MATERIAL FOR THIS TASK:
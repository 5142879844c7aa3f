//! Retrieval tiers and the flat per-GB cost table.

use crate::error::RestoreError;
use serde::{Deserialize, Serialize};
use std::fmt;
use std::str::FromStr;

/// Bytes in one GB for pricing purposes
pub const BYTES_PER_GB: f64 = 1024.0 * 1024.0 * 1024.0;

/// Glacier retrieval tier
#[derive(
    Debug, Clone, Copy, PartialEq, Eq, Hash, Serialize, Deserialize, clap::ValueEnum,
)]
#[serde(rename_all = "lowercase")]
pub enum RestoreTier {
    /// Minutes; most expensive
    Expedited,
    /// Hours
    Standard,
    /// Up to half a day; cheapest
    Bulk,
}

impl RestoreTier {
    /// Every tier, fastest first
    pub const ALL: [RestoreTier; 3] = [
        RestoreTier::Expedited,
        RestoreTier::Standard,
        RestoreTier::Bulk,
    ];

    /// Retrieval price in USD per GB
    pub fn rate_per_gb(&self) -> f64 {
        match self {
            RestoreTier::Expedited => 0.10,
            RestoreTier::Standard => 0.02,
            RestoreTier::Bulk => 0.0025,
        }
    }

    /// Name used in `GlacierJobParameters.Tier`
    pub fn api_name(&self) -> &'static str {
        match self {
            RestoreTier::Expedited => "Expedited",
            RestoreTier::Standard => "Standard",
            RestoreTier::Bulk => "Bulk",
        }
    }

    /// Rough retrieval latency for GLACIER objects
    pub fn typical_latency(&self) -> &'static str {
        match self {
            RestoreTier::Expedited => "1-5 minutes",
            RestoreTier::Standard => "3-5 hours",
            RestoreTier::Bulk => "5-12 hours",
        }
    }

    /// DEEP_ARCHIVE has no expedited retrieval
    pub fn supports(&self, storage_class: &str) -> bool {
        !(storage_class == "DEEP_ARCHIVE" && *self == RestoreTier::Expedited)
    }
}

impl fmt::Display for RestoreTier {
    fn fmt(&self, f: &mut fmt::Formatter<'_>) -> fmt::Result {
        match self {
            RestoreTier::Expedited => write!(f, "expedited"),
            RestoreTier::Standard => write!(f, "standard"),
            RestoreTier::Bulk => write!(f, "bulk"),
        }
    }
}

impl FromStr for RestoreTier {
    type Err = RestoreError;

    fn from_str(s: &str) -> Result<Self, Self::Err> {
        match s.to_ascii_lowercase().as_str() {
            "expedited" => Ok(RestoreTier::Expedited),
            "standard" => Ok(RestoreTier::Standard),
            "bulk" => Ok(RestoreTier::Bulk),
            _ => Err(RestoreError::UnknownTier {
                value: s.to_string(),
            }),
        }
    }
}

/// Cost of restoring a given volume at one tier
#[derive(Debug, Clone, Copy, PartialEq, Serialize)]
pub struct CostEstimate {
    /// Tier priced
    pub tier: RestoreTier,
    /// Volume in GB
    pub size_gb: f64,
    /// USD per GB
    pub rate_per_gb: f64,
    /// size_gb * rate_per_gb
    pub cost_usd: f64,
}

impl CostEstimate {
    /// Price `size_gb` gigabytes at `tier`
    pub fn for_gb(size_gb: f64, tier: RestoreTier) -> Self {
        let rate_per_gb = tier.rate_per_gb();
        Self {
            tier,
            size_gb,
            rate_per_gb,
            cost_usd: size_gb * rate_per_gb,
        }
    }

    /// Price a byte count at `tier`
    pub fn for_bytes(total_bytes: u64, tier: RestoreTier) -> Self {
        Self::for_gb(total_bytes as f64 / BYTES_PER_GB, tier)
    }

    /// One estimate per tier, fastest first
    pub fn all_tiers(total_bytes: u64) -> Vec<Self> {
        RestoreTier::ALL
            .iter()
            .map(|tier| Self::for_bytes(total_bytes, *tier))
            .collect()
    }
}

...

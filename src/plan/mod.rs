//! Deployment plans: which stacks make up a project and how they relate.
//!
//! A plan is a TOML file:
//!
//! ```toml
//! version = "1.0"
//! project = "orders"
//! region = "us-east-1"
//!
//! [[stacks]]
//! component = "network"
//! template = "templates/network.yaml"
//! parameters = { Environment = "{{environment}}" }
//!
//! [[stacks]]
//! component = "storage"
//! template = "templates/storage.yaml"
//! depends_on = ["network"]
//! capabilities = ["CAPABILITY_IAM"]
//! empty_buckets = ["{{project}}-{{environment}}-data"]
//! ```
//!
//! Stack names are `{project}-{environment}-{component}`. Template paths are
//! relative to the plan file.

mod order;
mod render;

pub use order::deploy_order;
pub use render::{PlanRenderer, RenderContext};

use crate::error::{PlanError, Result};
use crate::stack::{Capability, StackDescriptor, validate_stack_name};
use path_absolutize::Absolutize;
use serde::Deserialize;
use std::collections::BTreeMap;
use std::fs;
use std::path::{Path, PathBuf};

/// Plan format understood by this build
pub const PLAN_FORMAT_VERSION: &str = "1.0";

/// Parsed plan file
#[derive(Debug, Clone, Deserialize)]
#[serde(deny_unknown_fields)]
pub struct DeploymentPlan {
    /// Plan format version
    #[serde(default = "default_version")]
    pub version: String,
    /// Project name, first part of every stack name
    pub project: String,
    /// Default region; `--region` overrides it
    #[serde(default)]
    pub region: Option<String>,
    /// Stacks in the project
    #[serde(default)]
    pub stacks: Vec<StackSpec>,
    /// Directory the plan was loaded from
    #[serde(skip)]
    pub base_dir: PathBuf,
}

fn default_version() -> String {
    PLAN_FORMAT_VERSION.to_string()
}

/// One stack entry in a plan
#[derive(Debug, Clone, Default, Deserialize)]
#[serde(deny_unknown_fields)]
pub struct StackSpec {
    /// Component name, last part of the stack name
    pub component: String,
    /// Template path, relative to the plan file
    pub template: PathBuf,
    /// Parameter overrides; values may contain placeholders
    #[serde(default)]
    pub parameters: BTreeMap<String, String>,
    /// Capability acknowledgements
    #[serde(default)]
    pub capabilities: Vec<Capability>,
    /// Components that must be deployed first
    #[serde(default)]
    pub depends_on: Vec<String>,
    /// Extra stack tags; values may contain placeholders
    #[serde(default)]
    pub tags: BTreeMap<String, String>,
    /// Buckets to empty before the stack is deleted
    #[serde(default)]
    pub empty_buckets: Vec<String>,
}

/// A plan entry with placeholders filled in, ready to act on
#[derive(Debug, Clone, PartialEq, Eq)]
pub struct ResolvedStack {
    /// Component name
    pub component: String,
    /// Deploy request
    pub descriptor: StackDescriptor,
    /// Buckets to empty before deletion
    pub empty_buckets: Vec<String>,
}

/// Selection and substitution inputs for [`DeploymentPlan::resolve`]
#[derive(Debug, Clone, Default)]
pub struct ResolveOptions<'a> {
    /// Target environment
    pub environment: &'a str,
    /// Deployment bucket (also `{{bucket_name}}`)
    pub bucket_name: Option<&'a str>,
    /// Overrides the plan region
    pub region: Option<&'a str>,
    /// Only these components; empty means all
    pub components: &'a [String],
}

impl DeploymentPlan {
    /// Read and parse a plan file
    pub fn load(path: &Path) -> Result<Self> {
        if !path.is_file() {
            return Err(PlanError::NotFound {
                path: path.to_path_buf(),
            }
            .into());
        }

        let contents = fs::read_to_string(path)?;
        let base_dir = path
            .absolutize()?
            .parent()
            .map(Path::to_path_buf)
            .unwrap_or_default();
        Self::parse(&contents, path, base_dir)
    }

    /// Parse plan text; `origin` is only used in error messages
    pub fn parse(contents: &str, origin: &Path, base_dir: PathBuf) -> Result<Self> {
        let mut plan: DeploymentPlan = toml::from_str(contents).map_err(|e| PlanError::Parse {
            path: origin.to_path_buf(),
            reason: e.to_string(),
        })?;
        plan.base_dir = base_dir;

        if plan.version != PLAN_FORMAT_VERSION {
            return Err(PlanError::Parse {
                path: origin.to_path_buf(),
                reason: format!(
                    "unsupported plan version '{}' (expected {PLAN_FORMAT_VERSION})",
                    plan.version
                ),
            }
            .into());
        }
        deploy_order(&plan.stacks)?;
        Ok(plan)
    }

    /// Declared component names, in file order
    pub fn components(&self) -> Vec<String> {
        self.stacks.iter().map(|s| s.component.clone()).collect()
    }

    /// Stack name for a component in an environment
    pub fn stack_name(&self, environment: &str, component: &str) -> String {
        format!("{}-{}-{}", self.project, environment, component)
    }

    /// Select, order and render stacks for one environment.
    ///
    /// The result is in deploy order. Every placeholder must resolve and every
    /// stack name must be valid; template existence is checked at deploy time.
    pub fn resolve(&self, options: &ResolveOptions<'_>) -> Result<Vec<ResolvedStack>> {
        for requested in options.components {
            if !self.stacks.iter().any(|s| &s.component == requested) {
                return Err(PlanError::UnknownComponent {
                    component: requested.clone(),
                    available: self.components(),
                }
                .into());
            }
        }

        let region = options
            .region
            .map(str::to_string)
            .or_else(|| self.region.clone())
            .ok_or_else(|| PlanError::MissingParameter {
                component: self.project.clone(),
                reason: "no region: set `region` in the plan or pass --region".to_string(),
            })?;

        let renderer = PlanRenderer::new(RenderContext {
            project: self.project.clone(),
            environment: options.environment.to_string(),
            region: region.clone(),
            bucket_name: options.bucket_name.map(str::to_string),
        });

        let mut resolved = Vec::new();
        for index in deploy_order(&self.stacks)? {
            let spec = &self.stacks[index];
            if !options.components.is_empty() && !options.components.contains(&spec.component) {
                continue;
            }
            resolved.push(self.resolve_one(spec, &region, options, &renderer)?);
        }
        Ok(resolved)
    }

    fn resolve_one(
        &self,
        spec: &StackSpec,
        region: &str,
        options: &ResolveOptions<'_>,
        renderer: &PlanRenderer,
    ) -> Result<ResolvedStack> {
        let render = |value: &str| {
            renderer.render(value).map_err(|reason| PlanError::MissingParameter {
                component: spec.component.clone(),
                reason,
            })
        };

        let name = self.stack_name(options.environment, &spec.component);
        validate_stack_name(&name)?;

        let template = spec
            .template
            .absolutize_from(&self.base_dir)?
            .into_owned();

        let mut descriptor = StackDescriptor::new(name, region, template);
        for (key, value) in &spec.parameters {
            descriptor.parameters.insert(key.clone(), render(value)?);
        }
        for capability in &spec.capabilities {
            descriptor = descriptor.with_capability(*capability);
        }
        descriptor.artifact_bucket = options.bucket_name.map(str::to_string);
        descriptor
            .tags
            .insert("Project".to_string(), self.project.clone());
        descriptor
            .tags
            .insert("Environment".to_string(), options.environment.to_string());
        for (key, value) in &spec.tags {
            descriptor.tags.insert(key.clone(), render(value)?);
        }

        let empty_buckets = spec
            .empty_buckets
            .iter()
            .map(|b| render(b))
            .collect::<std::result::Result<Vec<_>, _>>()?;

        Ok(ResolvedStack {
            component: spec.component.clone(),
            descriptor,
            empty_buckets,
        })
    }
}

---

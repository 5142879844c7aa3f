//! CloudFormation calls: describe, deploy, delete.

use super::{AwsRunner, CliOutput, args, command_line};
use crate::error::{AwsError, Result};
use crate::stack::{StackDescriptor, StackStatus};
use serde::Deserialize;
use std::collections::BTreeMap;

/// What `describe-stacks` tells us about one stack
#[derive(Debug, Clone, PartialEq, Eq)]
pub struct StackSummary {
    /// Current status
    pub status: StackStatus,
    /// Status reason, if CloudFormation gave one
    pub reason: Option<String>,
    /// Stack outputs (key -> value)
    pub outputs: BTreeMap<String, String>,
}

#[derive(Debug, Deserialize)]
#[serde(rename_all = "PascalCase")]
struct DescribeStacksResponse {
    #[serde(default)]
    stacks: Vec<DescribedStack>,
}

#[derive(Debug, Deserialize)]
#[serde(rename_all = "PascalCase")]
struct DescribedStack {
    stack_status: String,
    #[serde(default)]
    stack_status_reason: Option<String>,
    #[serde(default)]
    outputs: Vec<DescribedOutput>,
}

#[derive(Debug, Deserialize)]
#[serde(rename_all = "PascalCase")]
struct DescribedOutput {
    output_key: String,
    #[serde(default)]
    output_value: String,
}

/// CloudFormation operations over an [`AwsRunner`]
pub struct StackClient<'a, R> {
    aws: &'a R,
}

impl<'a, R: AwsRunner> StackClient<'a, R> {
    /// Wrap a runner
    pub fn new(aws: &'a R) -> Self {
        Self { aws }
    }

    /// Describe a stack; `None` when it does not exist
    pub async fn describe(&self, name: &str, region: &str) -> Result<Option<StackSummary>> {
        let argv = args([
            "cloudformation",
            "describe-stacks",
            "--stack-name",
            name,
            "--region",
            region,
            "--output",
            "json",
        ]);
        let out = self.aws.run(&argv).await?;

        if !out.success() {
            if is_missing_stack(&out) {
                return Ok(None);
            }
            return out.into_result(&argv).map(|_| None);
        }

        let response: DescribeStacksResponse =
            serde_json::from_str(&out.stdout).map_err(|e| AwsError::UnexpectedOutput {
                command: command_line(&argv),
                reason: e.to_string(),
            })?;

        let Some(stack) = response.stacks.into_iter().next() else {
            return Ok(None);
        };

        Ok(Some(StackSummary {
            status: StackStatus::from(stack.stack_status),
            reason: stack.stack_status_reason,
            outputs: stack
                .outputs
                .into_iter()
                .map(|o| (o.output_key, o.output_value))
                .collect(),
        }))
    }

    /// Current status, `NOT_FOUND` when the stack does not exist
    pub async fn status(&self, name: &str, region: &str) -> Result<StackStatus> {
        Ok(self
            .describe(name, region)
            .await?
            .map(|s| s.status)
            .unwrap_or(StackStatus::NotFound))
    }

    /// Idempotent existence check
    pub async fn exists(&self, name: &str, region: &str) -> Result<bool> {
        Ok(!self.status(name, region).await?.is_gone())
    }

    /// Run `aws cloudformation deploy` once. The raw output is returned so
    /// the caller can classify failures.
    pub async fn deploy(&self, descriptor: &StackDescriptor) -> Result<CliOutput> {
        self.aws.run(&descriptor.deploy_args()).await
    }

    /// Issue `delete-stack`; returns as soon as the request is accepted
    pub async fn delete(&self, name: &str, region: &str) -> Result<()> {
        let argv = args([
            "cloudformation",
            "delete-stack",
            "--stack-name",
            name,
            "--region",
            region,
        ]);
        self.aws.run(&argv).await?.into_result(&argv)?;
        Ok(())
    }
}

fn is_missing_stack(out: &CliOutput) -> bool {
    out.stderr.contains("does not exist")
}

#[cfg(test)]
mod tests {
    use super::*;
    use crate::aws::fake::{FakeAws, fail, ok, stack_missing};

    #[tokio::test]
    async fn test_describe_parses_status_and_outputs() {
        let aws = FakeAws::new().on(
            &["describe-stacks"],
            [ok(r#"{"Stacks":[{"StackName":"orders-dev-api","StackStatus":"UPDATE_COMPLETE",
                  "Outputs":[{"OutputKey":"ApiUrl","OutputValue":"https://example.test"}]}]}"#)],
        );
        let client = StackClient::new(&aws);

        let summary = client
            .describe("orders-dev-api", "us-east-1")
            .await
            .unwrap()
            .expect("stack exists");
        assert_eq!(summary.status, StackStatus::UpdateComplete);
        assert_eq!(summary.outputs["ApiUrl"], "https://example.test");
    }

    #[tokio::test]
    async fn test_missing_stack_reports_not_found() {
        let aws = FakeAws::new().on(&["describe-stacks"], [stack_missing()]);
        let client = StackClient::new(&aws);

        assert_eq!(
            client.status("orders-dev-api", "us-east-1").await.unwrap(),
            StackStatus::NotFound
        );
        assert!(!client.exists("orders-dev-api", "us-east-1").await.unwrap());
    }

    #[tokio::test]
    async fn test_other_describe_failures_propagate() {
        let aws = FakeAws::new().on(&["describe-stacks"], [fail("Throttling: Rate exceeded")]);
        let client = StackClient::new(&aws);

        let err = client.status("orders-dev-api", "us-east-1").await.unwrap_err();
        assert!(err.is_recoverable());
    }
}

EXERCISE DIRECTIONS: Throughout the records, the word "ApiUrl" shows up on certain lines. Report how many lines, with only the number.

RESPONSE AREA: 2